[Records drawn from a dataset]
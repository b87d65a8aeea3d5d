//! Fixed render state variants
//!
//! wgpu bakes depth, raster and blend state into the render pipeline, so the
//! device context tracks the current selection as a small [`RenderState`] key.
//! The pipeline manager builds (and caches) one pipeline per key it meets.

use wgpu::{
    BlendState, CompareFunction, DepthBiasState, DepthStencilState, Face, MultisampleState,
    PolygonMode, StencilState, TextureFormat,
};

#[derive(Debug, Clone, Copy, PartialEq, Eq, Hash, Default)]
pub enum DepthTest {
    #[default]
    Enabled,
    Disabled,
}

#[derive(Debug, Clone, Copy, PartialEq, Eq, Hash, Default)]
pub enum RasterMode {
    /// Solid fill, back faces culled
    #[default]
    Solid,
    /// Solid fill, nothing culled
    SolidNoCull,
    Wireframe,
}

#[derive(Debug, Clone, Copy, PartialEq, Eq, Hash, Default)]
pub enum BlendMode {
    #[default]
    Disabled,
    Enabled,
    AlphaToCoverage,
}

/// Complete fixed-function state for one draw call
#[derive(Debug, Clone, Copy, PartialEq, Eq, Hash, Default)]
pub struct RenderState {
    pub depth: DepthTest,
    pub raster: RasterMode,
    pub blend: BlendMode,
}

impl RenderState {
    pub fn with_depth(mut self, depth: DepthTest) -> Self {
        self.depth = depth;
        self
    }

    pub fn with_raster(mut self, raster: RasterMode) -> Self {
        self.raster = raster;
        self
    }

    pub fn with_blend(mut self, blend: BlendMode) -> Self {
        self.blend = blend;
        self
    }

    /// Depth-stencil state for the given depth format
    ///
    /// A disabled depth test still attaches the depth buffer (the render pass
    /// always binds it) but passes every fragment and leaves depth untouched.
    pub fn depth_stencil(&self, format: TextureFormat) -> DepthStencilState {
        let (depth_write_enabled, depth_compare) = match self.depth {
            DepthTest::Enabled => (true, CompareFunction::Less),
            DepthTest::Disabled => (false, CompareFunction::Always),
        };

        DepthStencilState {
            format,
            depth_write_enabled,
            depth_compare,
            stencil: StencilState::default(),
            bias: DepthBiasState::default(),
        }
    }

    pub fn cull_mode(&self) -> Option<Face> {
        match self.raster {
            RasterMode::Solid => Some(Face::Back),
            RasterMode::SolidNoCull | RasterMode::Wireframe => None,
        }
    }

    /// Polygon mode, falling back to fill when line rasterization is unavailable
    pub fn polygon_mode(&self, line_mode_supported: bool) -> PolygonMode {
        match self.raster {
            RasterMode::Wireframe if line_mode_supported => PolygonMode::Line,
            _ => PolygonMode::Fill,
        }
    }

    pub fn blend_state(&self) -> Option<BlendState> {
        match self.blend {
            BlendMode::Disabled => Some(BlendState::REPLACE),
            BlendMode::Enabled | BlendMode::AlphaToCoverage => Some(BlendState::ALPHA_BLENDING),
        }
    }

    /// Multisample state; alpha-to-coverage needs more than one sample
    pub fn multisample(&self, sample_count: u32) -> MultisampleState {
        MultisampleState {
            count: sample_count,
            mask: !0,
            alpha_to_coverage_enabled: self.blend == BlendMode::AlphaToCoverage
                && sample_count > 1,
        }
    }
}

Task goal
The entire set of records should be returned exactly.

Written response
repository b87d65a8aeea3d5d
//! Fixed render state variants
//!
//! wgpu bakes depth, raster and blend state into the render pipeline, so the
//! device context tracks the current selection as a small [`RenderState`] key.
//! The pipeline manager builds (and caches) one pipeline per key it meets.

use wgpu::{
    BlendState, CompareFunction, DepthBiasState, DepthStencilState, Face, MultisampleState,
    PolygonMode, StencilState, TextureFormat,
};

#[derive(Debug, Clone, Copy, PartialEq, Eq, Hash, Default)]
pub enum DepthTest {
    #[default]
    Enabled,
    Disabled,
}

#[derive(Debug, Clone, Copy, PartialEq, Eq, Hash, Default)]
pub enum RasterMode {
    /// Solid fill, back faces culled
    #[default]
    Solid,
    /// Solid fill, nothing culled
    SolidNoCull,
    Wireframe,
}

#[derive(Debug, Clone, Copy, PartialEq, Eq, Hash, Default)]
pub enum BlendMode {
    #[default]
    Disabled,
    Enabled,
    AlphaToCoverage,
}

/// Complete fixed-function state for one draw call
#[derive(Debug, Clone, Copy, PartialEq, Eq, Hash, Default)]
pub struct RenderState {
    pub depth: DepthTest,
    pub raster: RasterMode,
    pub blend: BlendMode,
}

impl RenderState {
    pub fn with_depth(mut self, depth: DepthTest) -> Self {
        self.depth = depth;
        self
    }

    pub fn with_raster(mut self, raster: RasterMode) -> Self {
        self.raster = raster;
        self
    }

    pub fn with_blend(mut self, blend: BlendMode) -> Self {
        self.blend = blend;
        self
    }

    /// Depth-stencil state for the given depth format
    ///
    /// A disabled depth test still attaches the depth buffer (the render pass
    /// always binds it) but passes every fragment and leaves depth untouched.
    pub fn depth_stencil(&self, format: TextureFormat) -> DepthStencilState {
        let (depth_write_enabled, depth_compare) = match self.depth {
            DepthTest::Enabled => (true, CompareFunction::Less),
            DepthTest::Disabled => (false, CompareFunction::Always),
        };

        DepthStencilState {
            format,
            depth_write_enabled,
            depth_compare,
            stencil: StencilState::default(),
            bias: DepthBiasState::default(),
        }
    }

    pub fn cull_mode(&self) -> Option<Face> {
        match self.raster {
            RasterMode::Solid => Some(Face::Back),
            RasterMode::SolidNoCull | RasterMode::Wireframe => None,
        }
    }

    /// Polygon mode, falling back to fill when line rasterization is unavailable
    pub fn polygon_mode(&self, line_mode_supported: bool) -> PolygonMode {
        match self.raster {
            RasterMode::Wireframe if line_mode_supported => PolygonMode::Line,
            _ => PolygonMode::Fill,
        }
    }

    pub fn blend_state(&self) -> Option<BlendState> {
        match self.blend {
            BlendMode::Disabled => Some(BlendState::REPLACE),
            BlendMode::Enabled | BlendMode::AlphaToCoverage => Some(BlendState::ALPHA_BLENDING),
        }
    }

    /// Multisample state; alpha-to-coverage needs more than one sample
    pub fn multisample(&self, sample_count: u32) -> MultisampleState {
        MultisampleState {
            count: sample_count,
            mask: !0,
            alpha_to_coverage_enabled: self.blend == BlendMode::AlphaToCoverage
                && sample_count > 1,
        }
    }
}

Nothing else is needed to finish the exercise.